Gut microbiota composition explains more variance in the host cardiometabolic risk than genetic ancestry
Published in Gut Microbes, 2020
Sandra J. Guzmán-Castañeda, Esteban L. Ortega-Vega, Jacobo de la Cuesta-Zuluaga, Eliana P. Velásquez-Mejía, Winston Rojas, Gabriel Bedoya, Juan S. Escobar
On average, the ancestral genetic composition of each individual of our cohort was (mean ± SD) 0.674 ± 0.057 European (range: 0.469–0.788), 0.209 ± 0.048 Native American (0.089–0.397), and 0.117 ± 0.047 African (0.051–0.352) (Figure 1A).
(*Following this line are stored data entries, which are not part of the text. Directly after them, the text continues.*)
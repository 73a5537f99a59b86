//! End-to-end tests for the Fellowship client against a mock API.
//!
//! These tests drive the public surface only: configuration, typed filters,
//! page requests and the bundled resource clients.

use std::time::Duration;

use fellowship::model::{FieldSelector, Movie, MovieField, Quote, QuoteField};
use fellowship::{
    CancellationToken, FellowshipClient, FellowshipConfig, FellowshipError, Filter, FilterError,
    FilterOperator, PageRequest,
};
use serde_json::json;
use wiremock::matchers::{header, method, path, query_param};
use wiremock::{Mock, MockServer, ResponseTemplate};

fn client_for(server: &MockServer) -> FellowshipClient {
    let config = FellowshipConfig::new("integration-key").with_base_url(format!("{}/v2", server.uri()));
    FellowshipClient::from_config(&config).expect("client should build")
}

fn movies_body() -> serde_json::Value {
    json!({
        "docs": [
            {
                "_id": "5cd95395de30eff6ebccde5c",
                "name": "The Fellowship of the Ring",
                "runtimeInMinutes": 178,
                "budgetInMillions": 93,
                "boxOfficeRevenueInMillions": 871.5,
                "academyAwardNominations": 13,
                "academyAwardWins": 4,
                "rottenTomatoesScore": 91
            },
            {
                "_id": "5cd95395de30eff6ebccde5d",
                "name": "The Return of the King",
                "runtimeInMinutes": 201,
                "budgetInMillions": 94,
                "boxOfficeRevenueInMillions": 1120,
                "academyAwardNominations": 11,
                "academyAwardWins": 11,
                "rottenTomatoesScore": 95
            }
        ],
        "total": 2,
        "limit": 1000,
        "offset": 0,
        "page": 1,
        "pages": 1
    })
}

#[tokio::test]
async fn test_filtered_movie_listing() {
    let server = MockServer::start().await;

    Mock::given(method("GET"))
        .and(path("/v2/movie"))
        .and(header("authorization", "Bearer integration-key"))
        .respond_with(ResponseTemplate::new(200).set_body_json(movies_body()))
        .expect(1)
        .mount(&server)
        .await;

    let request = PageRequest::new().filter(
        Filter::<Movie>::new(MovieField::RuntimeInMinutes, FilterOperator::GreaterThanOrEqual, Some("160"))
            .expect("valid filter"),
    );

    let movies = client_for(&server).movies().get_all(&request).await.unwrap();

    assert_eq!(movies.len(), 2);
    assert!(movies.iter().all(|m| m.runtime_in_minutes >= 160));
    assert_eq!(movies[1].box_office_revenue_in_millions, 1120.0);
}

#[tokio::test]
async fn test_repeated_calls_are_identical() {
    let server = MockServer::start().await;

    Mock::given(method("GET"))
        .and(path("/v2/movie"))
        .respond_with(ResponseTemplate::new(200).set_body_json(movies_body()))
        .expect(2)
        .mount(&server)
        .await;

    let client = client_for(&server);
    let request = PageRequest::<Movie>::new().limit(10);

    let first = client.movies().get_all_page(&request).await.unwrap();
    let second = client.movies().get_all_page(&request).await.unwrap();

    assert_eq!(first, second);
}

#[tokio::test]
async fn test_quotes_for_movie_with_pagination() {
    let server = MockServer::start().await;

    Mock::given(method("GET"))
        .and(path("/v2/movie/5cd95395de30eff6ebccde5d/quote"))
        .and(query_param("limit", "1"))
        .respond_with(ResponseTemplate::new(200).set_body_json(json!({
            "docs": [{
                "_id": "5cd96e05de30eff6ebcce7e9",
                "dialog": "Deagol!",
                "movie": "5cd95395de30eff6ebccde5d",
                "character": "5cd99d4bde30eff6ebccfe9e"
            }],
            "total": 872, "limit": 1, "offset": 0, "page": 1, "pages": 872
        })))
        .mount(&server)
        .await;

    let quotes = client_for(&server)
        .movies()
        .get_quotes("5cd95395de30eff6ebccde5d", &PageRequest::new().limit(1))
        .await
        .unwrap();

    assert_eq!(quotes.len(), 1);
    assert_eq!(quotes[0].dialog, "Deagol!");
}

#[tokio::test]
async fn test_quote_lookup_not_found_is_none() {
    let server = MockServer::start().await;

    Mock::given(method("GET"))
        .and(path("/v2/quote/does-not-exist"))
        .respond_with(ResponseTemplate::new(200).set_body_json(json!({
            "docs": [], "total": 0, "limit": 1000, "offset": 0, "page": 1, "pages": 1
        })))
        .mount(&server)
        .await;

    let quote = client_for(&server).quotes().get_by_id("does-not-exist").await.unwrap();
    assert!(quote.is_none());
}

#[tokio::test]
async fn test_api_error_surfaces_status_and_body() {
    let server = MockServer::start().await;

    Mock::given(method("GET"))
        .and(path("/v2/quote"))
        .respond_with(ResponseTemplate::new(429).set_body_string("Too many requests, please try again later."))
        .expect(1)
        .mount(&server)
        .await;

    let err = client_for(&server)
        .quotes()
        .get_all(&PageRequest::new())
        .await
        .unwrap_err();

    match err {
        FellowshipError::Api(api) => {
            assert_eq!(api.status_code, 429);
            assert_eq!(api.message, "Too many requests, please try again later.");
        }
        other => panic!("Expected ApiError, got {other:?}"),
    }
}

#[tokio::test]
async fn test_cancellation_through_bundled_client() {
    let server = MockServer::start().await;

    Mock::given(method("GET"))
        .respond_with(
            ResponseTemplate::new(200)
                .set_body_json(movies_body())
                .set_delay(Duration::from_secs(5)),
        )
        .mount(&server)
        .await;

    let token = CancellationToken::new();
    let client = client_for(&server).with_cancellation(token.clone());

    let canceller = tokio::spawn(async move {
        tokio::time::sleep(Duration::from_millis(50)).await;
        token.cancel();
    });

    let result = client.movies().get_by_id("5cd95395de30eff6ebccde5d").await;
    canceller.await.unwrap();

    assert!(matches!(result, Err(FellowshipError::Cancelled)));
}

#[test]
fn test_filter_construction_errors_are_immediate() {
    let bad_field = Filter::<Quote>::new(FieldSelector::name("dialog.text"), FilterOperator::Match, Some("x"));
    assert!(matches!(bad_field, Err(FilterError::InvalidFieldSelector { .. })));

    let bad_regex = Filter::<Quote>::new(QuoteField::Dialog, FilterOperator::Regex, Some("[invalid"));
    match bad_regex {
        Err(err @ FilterError::InvalidRegexPattern { .. }) => assert!(err.to_string().contains("[invalid")),
        other => panic!("Expected InvalidRegexPattern, got {other:?}"),
    }
}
These proportions differed significantly among the cities where participants were enrolled (ANOVA for European: F4,431 = 2.84, p = .02; Native American: F4,431 = 7.46, p < .0001; African: F4,431 = 5.64, p = .0002): the European component was highest in Medellin (Northwestern Andes) and lowest in Barranquilla (Northern Caribbean); the Native American component highest in Bogota (Central Andes) and lowest in Medellin; and the African component highest in Barranquilla and lowest in Bogota (Figure 1B-D). In agreement with this, we found evidence of limited but significant genetic structure (mean Fst ± SE = 0.004 ± 0.001, 95% CI = 0.002–0.006). However, there was no evidence of isolation by distance, according to a Mantel test considering genetic (Fst/(1-Fst)) and (log-transformed) geographic distance matrices (r = −0.43, 95% CI = −0.80–0.14, two-tailed p = .44). Furthermore, we did not find significant differences in the ancestral genetic composition by other factors controlled by design (p > .10 in all ANOVAs for BMI, sex, and age range).